Nadie tiene que explicar la importancia de que el DNI refleje correctamente la identidad de una persona, ni que el registro de conducir pertenezca a quien maneja un vehículo. Sin embargo, por falta de cultura sanitaria o por desconocimiento sobre sus implicancias, los pacientes poco se preocupan por la exactitud, la privacidad y la rigurosidad con la que una institución de salud lleva su historia clínica. ¿Quién controla eso? ¿Hay sanatorios, clínicas o profesionales que no llevan adecuados registros de quienes pasan por las guardias o consultorios? ¿Estamos frente a un nuevo miedo para desbloquear? Sin encender enérgicas alarmas, existe una dura realidad: la preocupación por la historia clínica suele llegar demasiado tarde, esto es cuando se la necesita y está incompleta o al momento de solicitarla para una acción judicial.
La ley 26.529, del año 2009, marca las pautas sobre los derechos del paciente, el consentimiento informado y la historia clínica, que es el documento obligatorio cronológico, foliado y completo en el que consta toda actuación realizada al paciente por profesionales y auxiliares de la salud. Entre otras cuestiones, en la historia clínica se debe asentar la fecha en que comenzaron a realizarse los registros, datos identificatorios del paciente y su núcleo familiar, información sobre los profesionales intervinientes y sus especialidades, registros claros de los actos que los médicos y auxiliares realizaron.

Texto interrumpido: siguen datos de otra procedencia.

//! Simulation harness for the metastability-breaking voting rule.
//!
//! A population of weighted voters repeatedly broadcasts votes for one of
//! several conflicting branches over an in-process event bus. Each voter
//! keeps its own view of per-branch approval weight and re-votes for
//! whichever branch its consensus rule currently favors; adversarial
//! strategies react to honest votes to sustain a metastable tie. The
//! time-decaying breaker threshold, once matured, collapses honest voters
//! onto the lowest branch id and dissolves the tie.
//!
//! ## Module overview
//!
//! - [`network`] — voter registry, synchronous vote broadcast, scheduler.
//! - [`voter`] — the honest core and the four voting strategies.
//! - [`report`] — voter-type × branch weight aggregation and rendering.
//! - [`config`] — simulation configuration.
//! - [`logging`] — run observation: subscriber setup and the scheduler span.
//! - [`error`] — simulation error types.

pub mod config;
pub mod error;
pub mod logging;
pub mod network;
mod report;
pub mod voter;

pub use config::SimConfig;
pub use error::SimError;
pub use logging::init_run_logging;
pub use network::Network;
pub use voter::{
    new_honest_voter, new_lower_hash_voter, new_minority_voter, new_slow_minority_voter,
    Strategy, Voter,
};
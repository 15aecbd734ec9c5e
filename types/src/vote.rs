//! The vote record — the sole message type on the simulated network.

use crate::ids::{BranchId, VoterId};
use serde::{Deserialize, Serialize};
use std::fmt;

/// A single broadcast statement: `issuer` currently endorses `branch`.
#[derive(Clone, Copy, Debug, PartialEq, Eq, Hash, Serialize, Deserialize)]
pub struct Vote {
    pub issuer: VoterId,
    pub branch: BranchId,
}

impl Vote {
    pub fn new(issuer: VoterId, branch: BranchId) -> Self {
        Self { issuer, branch }
    }
}

impl fmt::Display for Vote {
    fn fmt(&self, f: &mut fmt::Formatter<'_>) -> fmt::Result {
        write!(f, "{} votes for {}", self.issuer, self.branch)
    }
}

#[cfg(test)]
mod tests {
    use super::*;

    #[test]
    fn display_names_issuer_and_branch() {
        let vote = Vote::new(VoterId::new(3), BranchId::new(1000));
        assert_eq!(vote.to_string(), "VoterID(3) votes for BranchID(1000)");
    }
}
//! Fundamental types for the metabreak workspace.
//!
//! This crate defines the types shared across every other crate in the
//! workspace: voter and branch identifiers, the vote record, and fixed-point
//! stake weights with the read-only weight distribution.

pub mod ids;
pub mod vote;
pub mod weight;

pub use ids::{BranchId, VoterId};
pub use vote::Vote;
pub use weight::{Weight, WeightTable};
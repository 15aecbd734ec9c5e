//! Simulation configuration.

use serde::{Deserialize, Serialize};
use std::time::Duration;

/// Configuration for a simulated network.
///
/// Can be deserialized from a config file or built programmatically (e.g. for
/// tests) via [`SimConfig::with_breaker`] / [`SimConfig::disabled`].
#[derive(Clone, Debug, Serialize, Deserialize)]
pub struct SimConfig {
    /// Metastability-breaking threshold. Zero disables the breaker, leaving
    /// the plain heaviest-branch rule.
    #[serde(default)]
    pub breaker_threshold: Duration,

    /// Pause between per-voter scheduler ticks.
    #[serde(default = "default_tick_interval")]
    pub tick_interval: Duration,

    /// How far ahead the simulating attacker evaluates the rule when probing
    /// whether its next vote would trip the breaker.
    #[serde(default = "default_attacker_lookahead")]
    pub attacker_lookahead: Duration,
}

fn default_tick_interval() -> Duration {
    Duration::from_millis(100)
}

fn default_attacker_lookahead() -> Duration {
    Duration::from_millis(100)
}

impl SimConfig {
    /// Config with the breaker set to `threshold` and default timings.
    pub fn with_breaker(threshold: Duration) -> Self {
        Self {
            breaker_threshold: threshold,
            ..Self::default()
        }
    }

    /// Config with the breaker disabled.
    pub fn disabled() -> Self {
        Self::with_breaker(Duration::ZERO)
    }
}

impl Default for SimConfig {
    fn default() -> Self {
        Self {
            breaker_threshold: Duration::ZERO,
            tick_interval: default_tick_interval(),
            attacker_lookahead: default_attacker_lookahead(),
        }
    }
}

Estos registros pueden llevarse en soporte magnético, siempre que mantengan la integralidad, autenticidad, inalterabilidad, perdurabilidad y recuperabilidad de los datos contenidos en la misma en tiempo y forma. En definitiva, una historia clínica correcta es la que está completa, guarda los originales de las actuaciones labradas, no ha sido adulterada o modificada ni en su contenido ni en su foliatura ni en sus fechas, que deben ir desde lo más antiguo a lo más reciente -en orden cronológico-, con las respectivas firmas de quienes han intervenido en la atención del paciente, que es el titular de la historia clínica.
En el caso de que la historia clínica sea completada de manera virtual, deben articularse el uso de accesos restringidos con claves de identificación y demás medidas para que tampoco pueda ser alterada con facilidad. Si bien existe una serie de iniciativas -a nivel nacional, por ejemplo, a través de la Ley 27.706, que creó el Programa Federal Único de Informatización y Digitalización de las Historias Clínicas de la República Argentina- para unificar la historia cínica de cada paciente, su resultado ha sido dispar, sin poder hasta el momento contar con un único y exclusivo registro de los antecedentes de salud de cada paciente.

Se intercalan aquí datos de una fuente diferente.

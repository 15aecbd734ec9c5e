//! Property tests for approval-weight accounting.
//!
//! Random vote sequences must keep the weight totals derivable from the
//! statement map, and every simulated statement must be exactly reversible.

use proptest::prelude::*;

use metabreak_consensus::ApprovalWeights;
use metabreak_types::{BranchId, Vote, VoterId, Weight, WeightTable};

fn distribution(weights: &[u32]) -> WeightTable {
    let mut table = WeightTable::new();
    for (index, &micros) in weights.iter().enumerate() {
        table.set(
            VoterId::new(index as u64 + 1),
            Weight::from_micros(micros as u64),
        );
    }
    table
}

fn arb_votes() -> impl Strategy<Value = (Vec<u32>, Vec<(u64, i64)>)> {
    (
        prop::collection::vec(1u32..=500_000, 1..8),
        prop::collection::vec((1u64..=8, -2i64..=6), 0..64),
    )
}

/// Recompute per-branch totals from scratch out of the statement map.
fn recomputed_weight(approvals: &ApprovalWeights, table: &WeightTable, branch: BranchId) -> Weight {
    approvals
        .last_statements()
        .iter()
        .filter(|(_, b)| **b == branch)
        .fold(Weight::ZERO, |acc, (voter, _)| {
            acc.saturating_add(table.get(*voter))
        })
}

proptest! {
    /// Applying any vote sequence keeps every branch total equal to the sum
    /// of the distribution weights of the voters last observed on it.
    #[test]
    fn totals_always_match_the_statement_map((weights, votes) in arb_votes()) {
        let table = distribution(&weights);
        let mut approvals = ApprovalWeights::new();

        for (issuer, branch) in votes {
            approvals.process_vote(
                Vote::new(VoterId::new(issuer), BranchId::new(branch)),
                &table,
            );

            for (branch, total) in approvals.branch_weights() {
                prop_assert_eq!(total, recomputed_weight(&approvals, &table, branch));
            }
        }
    }

    /// Simulating n statements and reverting the undo records in reverse
    /// order restores the starting state pointwise.
    #[test]
    fn reverse_undo_restores_initial_state((weights, votes) in arb_votes()) {
        let table = distribution(&weights);
        let mut approvals = ApprovalWeights::new();

        // Arbitrary starting point: half the sequence applied for real.
        let split = votes.len() / 2;
        for &(issuer, branch) in &votes[..split] {
            approvals.process_vote(
                Vote::new(VoterId::new(issuer), BranchId::new(branch)),
                &table,
            );
        }
        let before = approvals.clone();

        let mut undos = Vec::new();
        for &(issuer, branch) in &votes[split..] {
            undos.push(approvals.simulate_statement(
                VoterId::new(issuer),
                BranchId::new(branch),
                &table,
            ));
        }
        for undo in undos.into_iter().rev() {
            approvals.undo(undo);
        }

        prop_assert_eq!(approvals, before);
    }

    /// Re-sending an issuer's current statement never changes anything and
    /// never counts as processed.
    #[test]
    fn duplicate_statements_are_inert((weights, votes) in arb_votes()) {
        let table = distribution(&weights);
        let mut approvals = ApprovalWeights::new();

        for (issuer, branch) in votes {
            let vote = Vote::new(VoterId::new(issuer), BranchId::new(branch));
            approvals.process_vote(vote, &table);

            let before = approvals.clone();
            prop_assert!(!approvals.process_vote(vote, &table));
            prop_assert_eq!(&approvals, &before);
        }
    }
}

Además, varios de estos intentos, que incluso se han promovido mediante leyes provinciales, son cuestionadas desde el lado de la seguridad (¿qué consecuencias podría ocasionar un hackeo masivo que afecte información tan sensible de los pacientes?) y la privacidad.
Si los pacientes son los titulares de la historia clínica, ¿qué rol cumplen los establecimientos asistenciales, clínicas y profesionales? Estas instituciones tienen a su cargo la guarda y custodia de las historias clínicas, asumiendo -tal como indica la ley- “el carácter de depositarios de aquélla, y debiendo instrumentar los medios y recursos necesarios a fin de evitar el acceso a la información contenida en ella por personas no autorizadas”. Estos registros deben ser conservados durante un plazo mínimo de 10 años, contados desde la última actuación registrada.
¿Puede un centro de salud negar la entrega de la historia clínica? A un paciente, no: frente al simple requerimiento, debe entregarse una copia de esos registros, copia que tendrá que estar autenticada por autoridad competente de la institución asistencial. Y tampoco puede dilatarse indefinidamente la entrega de estos instrumentos, ya que tal como prevé el artículo 14 de la Ley 26.529, debe realizarse dentro de las 48 horas de solicitada, salvo casos de urgencia. Además del propio paciente, están legitimados para requerir la historia clínica de una persona su representante legal; el cónyuge o la persona que conviva con el paciente; los profesionales de la salud cuando cuenten con la autorización del usuario o del representante de aquel.